- **Material provided**
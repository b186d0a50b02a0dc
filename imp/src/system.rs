// SPDX-FileCopyrightText: 2025 2025 Contributors to the OpenIMP project.
// SPDX-License-Identifier: Apache-2.0

//! The runtime object that owns the registry and the pools.
//!
//! [`ImpSystem`] replaces process-wide initialization: every stage is built
//! from a system handle and keeps it alive, and the system can be torn down
//! explicitly once they are gone.

use std::{sync::Arc, time::Instant};

use parking_lot::Mutex;
use tracing::info;

use crate::{
    Cell, DeviceAllocator, Error, HeapAllocator, ModuleRegistry, PoolManager, Result,
    config::RuntimeConfig,
};

/// Monotonic microsecond clock with an adjustable origin.
pub(crate) struct Clock {
    /// Instant at which the clock read `.1` microseconds.
    base: Mutex<(Instant, u64)>,
}

impl Clock {
    fn new() -> Self {
        Self {
            base: Mutex::new((Instant::now(), 0)),
        }
    }

    pub(crate) fn now_us(&self) -> u64 {
        let (at, value) = *self.base.lock();
        let elapsed = u64::try_from(at.elapsed().as_micros()).unwrap_or(u64::MAX);
        value.saturating_add(elapsed)
    }

    fn rebase(&self, timestamp_us: u64) {
        *self.base.lock() = (Instant::now(), timestamp_us);
    }
}

/// State shared by every handle derived from one [`ImpSystem`].
pub(crate) struct SystemContext {
    pub(crate) config: RuntimeConfig,
    pub(crate) registry: ModuleRegistry,
    pub(crate) pools: PoolManager,
    pub(crate) clock: Clock,
}

impl SystemContext {
    fn destroy(self) -> Result<()> {
        self.pools.destroy_all()?;
        self.registry.clear();
        info!("IMP system destroyed.");
        Ok(())
    }
}

/// Handle to an initialized runtime.
///
/// The handle is cheap to clone and `Send + Sync`. Stages such as
/// [`crate::FrameSource`] and [`crate::ChannelTable`] hold a clone for as long
/// as they exist.
///
/// # Examples
///
/// ```
/// use imp::{ImpSystem, config::RuntimeConfig};
///
/// # fn main() -> Result<(), imp::Error> {
/// let system = ImpSystem::with_heap_allocator(RuntimeConfig::default())?;
/// assert_eq!(ImpSystem::version(), "IMP-1.1.6");
/// system.rebase_timestamp(1_000_000);
/// assert!(system.timestamp_us() >= 1_000_000);
/// system.destroy()?;
/// # Ok(())
/// # }
/// ```
#[derive(Clone)]
pub struct ImpSystem {
    context: Arc<SystemContext>,
}

impl std::fmt::Debug for ImpSystem {
    fn fmt(&self, f: &mut std::fmt::Formatter<'_>) -> std::fmt::Result {
        f.debug_struct("ImpSystem")
            .field("registry", &self.context.registry)
            .field("pools", &self.context.pools)
            .finish()
    }
}

impl ImpSystem {
    /// Initializes a runtime drawing pool memory from `allocator`.
    ///
    /// # Errors
    ///
    /// Returns [`Error::InvalidArg`] if `config` fails validation.
    pub fn new(config: RuntimeConfig, allocator: Arc<dyn DeviceAllocator>) -> Result<Self> {
        config.validate()?;
        let context = SystemContext {
            registry: ModuleRegistry::new(config.in_flight_frames),
            pools: PoolManager::new(allocator, config.max_pools),
            clock: Clock::new(),
            config,
        };
        info!(version = %Self::version(), "IMP system initialized.");
        Ok(Self {
            context: Arc::new(context),
        })
    }

    /// Initializes a runtime backed by a [`HeapAllocator`].
    pub fn with_heap_allocator(config: RuntimeConfig) -> Result<Self> {
        let allocator = Arc::new(HeapAllocator::new(config.max_dma_buffers));
        Self::new(config, allocator)
    }

    pub(crate) fn context(&self) -> &Arc<SystemContext> {
        &self.context
    }

    pub fn config(&self) -> &RuntimeConfig {
        &self.context.config
    }

    pub fn registry(&self) -> &ModuleRegistry {
        &self.context.registry
    }

    pub fn pools(&self) -> &PoolManager {
        &self.context.pools
    }

    /// Runtime version string, `IMP-x.y.z`.
    pub fn version() -> String {
        format!("IMP-{}", imp_sys::IMP_VERSION)
    }

    /// Name of the SoC with the given id.
    pub fn cpu_info(cpu_id: u32) -> &'static str {
        match cpu_id {
            0 => "T10",
            1 | 2 => "T20",
            3 => "T21",
            4 => "T23",
            5 => "T30",
            6 => "T31",
            7 => "T40",
            8 => "T41",
            9 => "C100",
            10 => "T15",
            11 => "T20L",
            12 => "T20X",
            13 => "T21L",
            14 => "T21N",
            15 => "T21Z",
            16 => "T30A",
            17 => "T30L",
            18 => "T30N",
            19 => "T30X",
            20 => "T31A",
            21 => "T31L",
            22 => "T31N",
            23 => "T31X",
            _ => "Unknown",
        }
    }

    /// Microseconds since initialization or the last rebase.
    pub fn timestamp_us(&self) -> u64 {
        self.context.clock.now_us()
    }

    /// Makes the current instant read as `timestamp_us`.
    pub fn rebase_timestamp(&self, timestamp_us: u64) {
        self.context.clock.rebase(timestamp_us);
        info!(timestamp_us, "Timestamp rebased.");
    }

    /// See [`ModuleRegistry::bind`].
    pub fn bind(&self, src: Cell, dst: Cell) -> Result<()> {
        self.context.registry.bind(src, dst)
    }

    /// See [`ModuleRegistry::unbind`].
    pub fn unbind(&self, src: Cell, dst: Cell) -> Result<()> {
        self.context.registry.unbind(src, dst)
    }

    /// Tears the runtime down, freeing every pool and registered module.
    ///
    /// # Errors
    ///
    /// Returns [`Error::Other`] if another clone of this handle, or a stage
    /// built from it, is still alive.
    pub fn destroy(self) -> Result<()> {
        Arc::into_inner(self.context)
            .ok_or_else(|| Error::Other("IMP system still in use.".to_string()))?
            .destroy()
    }
}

- **Work task**
Examine the records and pull out every line where the string "PoolManager" occurs.

- **Answer to this task**
    Cell, DeviceAllocator, Error, HeapAllocator, ModuleRegistry, PoolManager, Result,
    pub(crate) pools: PoolManager,
            pools: PoolManager::new(allocator, config.max_pools),
    pub fn pools(&self) -> &PoolManager {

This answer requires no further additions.